Exercise description
Every line containing the string "Debug" is to be copied from the records.

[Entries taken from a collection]
use axum::extract::State;
use axum::http::StatusCode;
use axum::response::{IntoResponse, Response};
use axum::routing::get;
use axum::{Json, Router};
use serde::{Deserialize, Serialize};

use crate::response::{json_error, AppError};
use crate::state::AppState;

#[derive(Debug, Serialize)]
#[serde(rename_all = "camelCase")]
struct SettingsView {
    api_key: String,
    base_url: String,
}

#[derive(Debug, Deserialize)]
#[serde(rename_all = "camelCase")]
struct UpdateSettingsRequest {
    #[serde(default)]
    api_key: String,
    #[serde(default)]
    base_url: String,
}

pub fn router() -> Router<AppState> {
    Router::new().route("/", get(get_settings).put(update_settings))
}

/// Single-user readback of the stored scalars, the way the settings form
/// shows what was saved. The key still never appears in any log line.
async fn get_settings(State(state): State<AppState>) -> Response {
    Json(current(&state)).into_response()
}

/// Persists both scalars (empty clears) and swaps the AI client so the next
/// analysis or lookup uses the new credentials.
async fn update_settings(
    State(state): State<AppState>,
    body: Option<Json<UpdateSettingsRequest>>,
) -> Response {
    let Some(Json(body)) = body else {
        return json_error(StatusCode::BAD_REQUEST, "Invalid settings payload").into_response();
    };

    let store = state.store();
    if let Err(error) = store.set_api_key(&body.api_key) {
        return AppError::from(error).into_response();
    }
    if let Err(error) = store.set_base_url(&body.base_url) {
        return AppError::from(error).into_response();
    }

    state.reload_ai_client();
    let client = state.ai_client();
    tracing::info!(
        configured = client.is_configured(),
        base_url = client.base_url(),
        "AI settings updated"
    );

    Json(current(&state)).into_response()
}

fn current(state: &AppState) -> SettingsView {
    let store = state.store();
    SettingsView {
        api_key: store.api_key().unwrap_or_default(),
        base_url: store.base_url().unwrap_or_default(),
    }
}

Solved exercise
#[derive(Debug, Serialize)]
#[derive(Debug, Deserialize)]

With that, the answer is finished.